One major impact of the 2025 federal government shutdown is the lapse of the National Flood Insurance Program (NFIP), which affects loans subject to federal flood insurance statutes.
During this lapse, banks and other financial institutions may continue to make these loans in flood-prone areas; however, they still must comply with specific requirements outlined in the Interagency Questions and Answers Regarding Flood Insurance.
Federal Shutdown’s Impact on National Flood Insurance Program (NFIP)

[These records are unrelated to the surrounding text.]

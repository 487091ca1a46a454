//! Directive parser
//!
//! Extracts a `$mandatoryIf` directive from a field description such as:
//! - `$mandatoryIf`
//! - `$[Robot,User] $mandatoryIf(User Type=User)`
//! - `$mandatoryIf(Distance < 10) $number`
//! - `$mandatoryIf(state != \,mau 1\, mau 2)`
//!
//! Parsing never fails. A directive that cannot be understood degenerates to
//! an unconditional one.

use super::operator::Operator;
use super::types::Condition;

/// Directive keyword used when none is configured
pub const DEFAULT_DIRECTIVE: &str = "mandatoryIf";

const SIGIL: char = '$';
const ESCAPE: char = '\\';

/// Parser for the `$mandatoryIf(...)` directive embedded in field descriptions
#[derive(Debug, Clone)]
pub struct DirectiveParser {
    marker: String,
}

impl Default for DirectiveParser {
    fn default() -> Self {
        Self::with_keyword(DEFAULT_DIRECTIVE)
    }
}

impl DirectiveParser {
    /// Create a parser for the default `$mandatoryIf` keyword
    pub fn new() -> Self {
        Self::default()
    }

    /// Create a parser recognising `$<keyword>` instead of `$mandatoryIf`
    pub fn with_keyword(keyword: &str) -> Self {
        Self {
            marker: format!("{}{}", SIGIL, keyword),
        }
    }

    /// The full marker, sigil included
    pub fn marker(&self) -> &str {
        &self.marker
    }

    /// Returns true if the description carries the directive
    pub fn contains_directive(&self, description: &str) -> bool {
        self.locate(description).is_some()
    }

    /// Parse the directive out of a field description
    ///
    /// Returns `None` when the description has no directive.
    pub fn parse(&self, description: &str) -> Option<Condition> {
        let end = self.locate(description)?;
        let rest = &description[end..];

        // Whitespace between the marker and its parenthesis group is tolerated
        let Some(group) = rest.trim_start().strip_prefix('(') else {
            return Some(Condition::unconditional());
        };

        match extract_group(group) {
            Some(body) => Some(parse_expression(&unescape_body(body))),
            None => {
                log::warn!(
                    "Unbalanced parentheses in directive '{}', treating field as always mandatory",
                    description
                );
                Some(Condition::unconditional())
            }
        }
    }

    /// Byte offset right after the first standalone marker
    fn locate(&self, description: &str) -> Option<usize> {
        let mut from = 0;
        while let Some(pos) = description[from..].find(&self.marker) {
            let end = from + pos + self.marker.len();
            match description[end..].chars().next() {
                // `$mandatoryIfSomething` is a different directive
                Some(c) if c.is_alphanumeric() || c == '_' => from = end,
                _ => return Some(end),
            }
        }
        None
    }
}

/// Content of a parenthesis group whose opening `(` was already consumed
fn extract_group(text: &str) -> Option<&str> {
    let mut depth = 1usize;
    let mut escaped = false;

    for (i, c) in text.char_indices() {
        if escaped {
            escaped = false;
            continue;
        }
        match c {
            ESCAPE => escaped = true,
            '(' => depth += 1,
            ')' => {
                depth -= 1;
                if depth == 0 {
                    return Some(&text[..i]);
                }
            }
            _ => {}
        }
    }

    None
}

/// Remove one level of description escaping from the directive body
///
/// `\,` `\(` `\)` and `\\` lose their backslash. Any other backslash is kept.
fn unescape_body(body: &str) -> String {
    let mut result = String::with_capacity(body.len());
    let mut chars = body.chars().peekable();

    while let Some(c) = chars.next() {
        if c == ESCAPE {
            if let Some(&next) = chars.peek() {
                if matches!(next, ',' | '(' | ')' | ESCAPE) {
                    result.push(next);
                    chars.next();
                    continue;
                }
            }
        }
        result.push(c);
    }

    result
}

/// Parse `Name OP Values` into a condition
fn parse_expression(expression: &str) -> Condition {
    let expression = expression.trim();

    let Some((pos, operator)) = find_operator(expression) else {
        if !expression.is_empty() {
            log::warn!(
                "No operator found in condition '{}', treating field as always mandatory",
                expression
            );
        }
        return Condition::unconditional();
    };

    let target = expression[..pos].trim();
    if target.is_empty() {
        log::warn!(
            "Empty target field in condition '{}', treating field as always mandatory",
            expression
        );
        return Condition::unconditional();
    }

    let raw_values = expression[pos + operator.symbol().len()..].trim();
    Condition::new(target, operator, split_values(raw_values))
}

/// Leftmost operator in the expression, two-character operators winning at each position
fn find_operator(expression: &str) -> Option<(usize, Operator)> {
    let bytes = expression.as_bytes();

    for (i, c) in expression.char_indices() {
        let next_is_eq = bytes.get(i + 1) == Some(&b'=');
        let operator = match c {
            '!' if next_is_eq => Operator::Ne,
            '<' if next_is_eq => Operator::Le,
            '>' if next_is_eq => Operator::Ge,
            '=' => Operator::Eq,
            '<' => Operator::Lt,
            '>' => Operator::Gt,
            _ => continue,
        };
        return Some((i, operator));
    }

    None
}

/// Split a value list on unescaped commas
///
/// Each element has `\,` turned into `,` and is trimmed. Blank input yields
/// an empty list.
pub fn split_values(raw: &str) -> Vec<String> {
    if raw.trim().is_empty() {
        return Vec::new();
    }

    let mut values = Vec::new();
    let mut current = String::new();
    let mut chars = raw.chars().peekable();

    while let Some(c) = chars.next() {
        match c {
            ESCAPE if chars.peek() == Some(&',') => {
                current.push(',');
                chars.next();
            }
            ',' => {
                values.push(current.trim().to_string());
                current.clear();
            }
            _ => current.push(c),
        }
    }
    values.push(current.trim().to_string());

    values
}
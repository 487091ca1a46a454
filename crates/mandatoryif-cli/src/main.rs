//! mandatoryIf record validator CLI
//!
//! Usage: `mandatoryif [RECORD_FILE]`. Reads the record from stdin when no
//! file is given, prints violations as JSON and exits with status 1 when
//! there are any.

use anyhow::{Context, Result};
use mandatoryif_cli::{check_record, CliConfig};
use std::io::Read;
use std::path::PathBuf;
use tracing::info;
use tracing_subscriber::{layer::SubscriberExt, util::SubscriberInitExt};

fn main() -> Result<()> {
    // Initialize tracing
    init_tracing()?;

    // Load configuration
    let config = CliConfig::load()?;
    info!("Loaded configuration: {:?}", config);

    let path = std::env::args().nth(1).map(PathBuf::from);
    let content = match &path {
        Some(path) => std::fs::read_to_string(path)
            .with_context(|| format!("Failed to read record {}", path.display()))?,
        None => {
            let mut buffer = String::new();
            std::io::stdin()
                .read_to_string(&mut buffer)
                .context("Failed to read record from stdin")?;
            buffer
        }
    };

    let violations = check_record(&content, path.as_deref(), &config)?;
    let output = if config.pretty {
        serde_json::to_string_pretty(&violations)?
    } else {
        serde_json::to_string(&violations)?
    };
    println!("{}", output);

    if !violations.is_empty() {
        info!("{} violation(s) found", violations.len());
        std::process::exit(1);
    }

    Ok(())
}

/// Initialize tracing subscriber, logging to stderr
fn init_tracing() -> Result<()> {
    tracing_subscriber::registry()
        .with(
            tracing_subscriber::EnvFilter::try_from_default_env().unwrap_or_else(|_| {
                "mandatoryif_cli=info,mandatoryif_validator=info,mandatoryif_core=warn".into()
            }),
        )
        .with(tracing_subscriber::fmt::layer().with_writer(std::io::stderr))
        .try_init()
        .map_err(|e| anyhow::anyhow!("Failed to initialize tracing: {}", e))?;

    Ok(())
}
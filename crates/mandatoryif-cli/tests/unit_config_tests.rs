//! Unit tests for CliConfig loading

use mandatoryif_cli::{check_record, CliConfig};
use std::io::Write;

fn config_file(content: &str) -> tempfile::NamedTempFile {
    let mut file = tempfile::Builder::new()
        .suffix(".yaml")
        .tempfile()
        .expect("create temp config");
    file.write_all(content.as_bytes()).expect("write temp config");
    file
}

#[test]
fn test_load_from_yaml_file() {
    let file = config_file(
        r#"
pretty: true
validator:
  directive: requiredIf
  numeric_comparison: false
"#,
    );

    let config = CliConfig::load_from(file.path()).unwrap();

    assert!(config.pretty);
    assert_eq!(config.validator.directive, "requiredIf");
    assert!(!config.validator.numeric_comparison);
}

#[test]
fn test_load_partial_file_keeps_defaults() {
    let file = config_file("pretty: true\n");

    let config = CliConfig::load_from(file.path()).unwrap();

    assert!(config.pretty);
    assert_eq!(config.validator.directive, "mandatoryIf");
    assert!(config.validator.numeric_comparison);
}

#[test]
fn test_load_rejects_invalid_directive() {
    let file = config_file("validator:\n  directive: \"$bad\"\n");

    let err = CliConfig::load_from(file.path()).unwrap_err();
    assert!(err.to_string().contains("Configuration error"));
}

#[test]
fn test_loaded_config_drives_validation() {
    let file = config_file("validator:\n  numeric_comparison: false\n");
    let config = CliConfig::load_from(file.path()).unwrap();

    let record = r#"{
        "fields": [
            {"name": "Distance", "value": "9"},
            {"name": "Message", "description": "$mandatoryIf(Distance < 10)"}
        ]
    }"#;

    // Text comparison: "9" sorts after "10"
    assert!(check_record(record, None, &config).unwrap().is_empty());
    assert_eq!(
        check_record(record, None, &CliConfig::default()).unwrap().len(),
        1
    );
}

According to Q&A Applicability 12, lenders must continue to:
- Make flood determinations
- Provide timely, complete and accurate notices to borrowers
- Comply with other applicable parts of flood insurance regulations
In addition, lenders are required to evaluate and prudently manage safety and soundness, as well as legal risks, during the lapse period. The Q&A also offers direction on various options available for loans secured by applicable property in a special flood hazard area. These options include the following:
- Postpone closing until NFIP coverage is once again available
- Require the borrower to obtain private flood insurance coverage
- Originate the loan without flood insurance coverage
If the third option is chosen, then you should implement procedures to ensure that flood insurance is promptly obtained when NFIP coverage becomes available. Should the borrower be uncooperative in this effort, then flood insurance should be force placed.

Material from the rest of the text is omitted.